Python Comparison Techniques
While conventional equality operators like ==
and inequalities like <
or >
are the main actors in comparison operations, techniques behind how to use these tools make a huge difference between good and exceptional code.
In this blog post, I'd like to introduce simple and complex comparison Pythonic operations that are very useful, especially while handling data.
I've divided the article into two main sections: pure pythonic, and using numpy.
Pure Pythonic
Identity Check
In Python, the is
operator is used for identity checks. It checks if two variables reference the same object in memory. Unlike the equality (==
) operator, which checks if the values are equal, the is
operator checks if the variables refer to the exact same object.
Example of identity check:
a = [1, 2, 3]
b = [1, 2, 3]
c = a
print(a is b) # False, different objects
print(a is c) # True, same object as 'a'
Chained Comparison
Chained comparisons allow you to make multiple comparisons in a single line. For example, instead of writing a < b and b < c
, you can use a chained comparison a < b < c
. The chained comparison is equivalent to the logical and
of individual comparisons.
Example of chained comparison:
x = 5
print(0 < x < 10) # True, equivalent to (0 < x) and (x < 10)
y = 15
print(10 < x < 20 < y) # True, equivalent to (10 < x) and (x < 20) and (20 < y)
Using Numpy
Any/All Array Elements
import numpy as np
arr = np.array([1, 2, 3, 4])
# Check if any element is greater than 3
any_greater_than_3 = np.any(arr > 3)
# Check if all elements are greater than 0
all_greater_than_0 = np.all(arr > 0)
print(any_greater_than_3) # True
print(all_greater_than_0) # True
Composite Conditions
import numpy as np
arr1 = np.array([1, 2, 3, 4])
arr2 = np.array([2, 2, 3, 4])
# Element-wise comparison using logical operators
result = np.logical_and(arr1 > 1, arr2 == 2)
print(result) # [False True False False]
Structured Array Comparison
Structured arrays in NumPy allow you to define arrays with multiple fields (columns), each having a specified data type. Structured array comparison involves comparing arrays based on specific fields or conditions.
import numpy as np
# Define a structured array with fields 'name' and 'age'
data = np.array([('Alice', 25), ('Bob', 30), ('Charlie', 22)], dtype=[('name', 'U10'), ('age', int)])

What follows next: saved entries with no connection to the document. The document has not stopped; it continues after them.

//! Content fetcher: HTTP retrieval and HTML extraction for source articles.
//!
//! Fetching is best-effort against uncontrolled third-party sites. A single
//! URL's failure (network error, timeout, non-2xx) is logged and reported as
//! "no document" — it never aborts a batch or the overall crawl.
//!
//! Extraction follows a first-match-wins cascade: an ordered list of
//! content-container selectors is tried in sequence, falling back to the
//! full body text. Non-content elements (scripts, navigation, ads, comment
//! and share widgets) are skipped during text collection.

use std::time::Duration;

use reqwest::header::{HeaderMap, HeaderValue, ACCEPT, ACCEPT_LANGUAGE};
use scraper::{ElementRef, Html, Node, Selector};
use tracing::{debug, warn};

use crate::config::FetcherConfig;
use crate::error::KbError;
use crate::models::{DocMetadata, RawDocument};

/// Ordered content-container candidates; the first match wins.
const CONTENT_SELECTORS: &[&str] = &[
    "main",
    "article",
    ".content",
    ".post-content",
    ".entry-content",
    ".article-content",
    ".workout-content",
    ".exercise-content",
    "#content",
    ".main-content",
];

/// Elements whose text never belongs to article content.
const SKIP_TAGS: &[&str] = &["script", "style", "nav", "header", "footer", "aside"];

/// Class markers for ads, share widgets, and comment sections.
const SKIP_CLASSES: &[&str] = &["advertisement", "ads", "social-share", "comments"];

/// Retrieves and cleans raw content from source URLs.
pub struct ContentFetcher {
    client: reqwest::Client,
    batch_size: usize,
    batch_delay: Duration,
}

impl ContentFetcher {
    pub fn new(config: &FetcherConfig) -> Result<Self, KbError> {
        let mut headers = HeaderMap::new();
        headers.insert(
            ACCEPT,
            HeaderValue::from_static(
                "text/html,application/xhtml+xml,application/xml;q=0.9,image/webp,*/*;q=0.8",
            ),
        );
        headers.insert(ACCEPT_LANGUAGE, HeaderValue::from_static("en-US,en;q=0.5"));

        let client = reqwest::Client::builder()
            .user_agent(config.user_agent.clone())
            .default_headers(headers)
            .timeout(Duration::from_secs(config.timeout_secs))
            .redirect(reqwest::redirect::Policy::limited(config.max_redirects))
            .build()?;

        Ok(Self {
            client,
            batch_size: config.batch_size,
            batch_delay: Duration::from_millis(config.batch_delay_ms),
        })
    }

    /// Fetch a single URL. Any network error, timeout, or non-2xx status is
    /// logged and collapses to `None`; no error propagates past this call.
    pub async fn fetch_one(&self, url: &str) -> Option<RawDocument> {
        debug!(%url, "fetching");

        let response = match self.client.get(url).send().await {
            Ok(r) => r,
            Err(e) => {
                warn!(%url, error = %e, "fetch failed");
                return None;
            }
        };

        let status = response.status();
        if !status.is_success() {
            warn!(%url, %status, "fetch returned non-success status");
            return None;
        }

        let html = match response.text().await {
            Ok(t) => t,
            Err(e) => {
                warn!(%url, error = %e, "failed to read response body");
                return None;
            }
        };

        Some(extract_document(url, &html))
    }

    /// Fetch many URLs in fixed-size concurrent batches with a fixed delay
    /// between batches, to avoid hammering third-party hosts.
    ///
    /// Each batch is fully resolved before the next starts. Failed URLs are
    /// dropped (logged inside [`fetch_one`](Self::fetch_one)); the result is
    /// simply shorter than the input. Order is arrival order within each
    /// batch.
    pub async fn fetch_many(&self, urls: &[String]) -> Vec<RawDocument> {
        let mut results = Vec::new();

        for (i, batch) in urls.chunks(self.batch_size).enumerate() {
            if i > 0 {
                tokio::time::sleep(self.batch_delay).await;
            }

            let fetched =
                futures::future::join_all(batch.iter().map(|url| self.fetch_one(url))).await;
            results.extend(fetched.into_iter().flatten());
        }

        debug!(
            fetched = results.len(),
            requested = urls.len(),
            "crawl finished"
        );
        results
    }
}

/// Parse fetched HTML into a [`RawDocument`]. Pure and synchronous, so the
/// extraction cascade is testable without a network.
pub fn extract_document(url: &str, html: &str) -> RawDocument {
    let doc = Html::parse_document(html);

    let title = first_text(&doc, "title")
        .or_else(|| first_text(&doc, "h1"))
        .or_else(|| meta_content(&doc, "meta[property=\"og:title\"]"))
        .unwrap_or_else(|| "Untitled".to_string());

    let mut raw = String::new();
    let container = CONTENT_SELECTORS
        .iter()
        .find_map(|s| doc.select(&sel(s)).next());
    match container {
        Some(el) => collect_text(el, &mut raw),
        None => {
            if let Some(body) = doc.select(&sel("body")).next() {
                collect_text(body, &mut raw);
            }
        }
    }
    let content = normalize_whitespace(&raw);

    let description = meta_content(&doc, "meta[name=\"description\"]")
        .or_else(|| meta_content(&doc, "meta[property=\"og:description\"]"))
        .or_else(|| first_text(&doc, "p").map(|p| truncate_chars(&p, 200)));

    let author = meta_content(&doc, "meta[name=\"author\"]")
        .or_else(|| first_text(&doc, ".author"))
        .or_else(|| first_text(&doc, "[rel=\"author\"]"));

    let publish_date = meta_content(&doc, "meta[property=\"article:published_time\"]")
        .or_else(|| first_text(&doc, ".publish-date"))
        .or_else(|| first_text(&doc, ".date"));

    let tags = meta_content(&doc, "meta[name=\"keywords\"]")
        .map(|keywords| {
            keywords
                .split(',')
                .map(str::trim)
                .filter(|t| !t.is_empty())
                .map(String::from)
                .collect()
        })
        .unwrap_or_default();

    RawDocument {
        url: url.to_string(),
        title,
        content,
        metadata: DocMetadata {
            description,
            author,
            publish_date,
            tags,
        },
    }
}

/// Parse a selector literal. Call sites only pass valid literals, so the
/// parse cannot fail.
fn sel(selector: &str) -> Selector {
    Selector::parse(selector).unwrap()
}

/// Recursively collect text under an element, skipping non-content subtrees.
fn collect_text(el: ElementRef, out: &mut String) {
    for child in el.children() {
        match child.value() {
            Node::Text(text) => {
                out.push_str(text);
                out.push(' ');
            }
            Node::Element(_) => {
                if let Some(child_el) = ElementRef::wrap(child) {
                    if !should_skip(&child_el) {
                        collect_text(child_el, out);
                    }
                }
            }
            _ => {}
        }
    }
}

fn should_skip(el: &ElementRef) -> bool {
    let element = el.value();
    if SKIP_TAGS.contains(&element.name()) {
        return true;
    }
    element.classes().any(|c| SKIP_CLASSES.contains(&c))
}

/// Whitespace-normalized text of the first element matching `selector`,
/// or `None` when absent or empty.
fn first_text(doc: &Html, selector: &str) -> Option<String> {
    let el = doc.select(&sel(selector)).next()?;
    let mut raw = String::new();
    collect_text(el, &mut raw);
    let text = normalize_whitespace(&raw);
    if text.is_empty() {
        None
    } else {
        Some(text)
    }
}

/// Non-empty `content` attribute of the first element matching `selector`.
fn meta_content(doc: &Html, selector: &str) -> Option<String> {
    doc.select(&sel(selector))
        .next()
        .and_then(|el| el.value().attr("content"))
        .map(str::trim)
        .filter(|c| !c.is_empty())
        .map(String::from)
}

/// Collapse whitespace runs to single spaces and drop empty lines.
fn normalize_whitespace(text: &str) -> String {
    text.split_whitespace().collect::<Vec<_>>().join(" ")
}

fn truncate_chars(text: &str, max_chars: usize) -> String {
    text.chars().take(max_chars).collect()
}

# Compare based on the 'age' field
result = np.sort(data, order='age')
print(result)
# [('Charlie', 22) ('Alice', 25) ('Bob', 30)]
String Array Comparison
NumPy provides methods for comparing arrays of strings, taking into account lexicographic order or using specific comparison functions.
import numpy as np
# String array comparison
arr1 = np.array(['apple', 'banana', 'cherry'])
arr2 = np.array(['apple', 'orange', 'banana'])
# Element-wise lexicographic comparison
result_lex = np.core.defchararray.less(arr1, arr2)
print(result_lex) # [False True False]
# Using np.char.equal for equality comparison
result_eq = np.char.equal(arr1, arr2)
print(result_eq) # [ True False False]
Custom Comparison Functions
You can use custom comparison functions with NumPy's np.vectorize
or np.frompyfunc
to apply element-wise comparisons based on your criteria.
import numpy as np
# Custom comparison function
def custom_comparison(x, y):
# Compare absolute difference
return np.abs(x - y) < 2
# Create a vectorized function
vectorized_comparison = np.vectorize(custom_comparison)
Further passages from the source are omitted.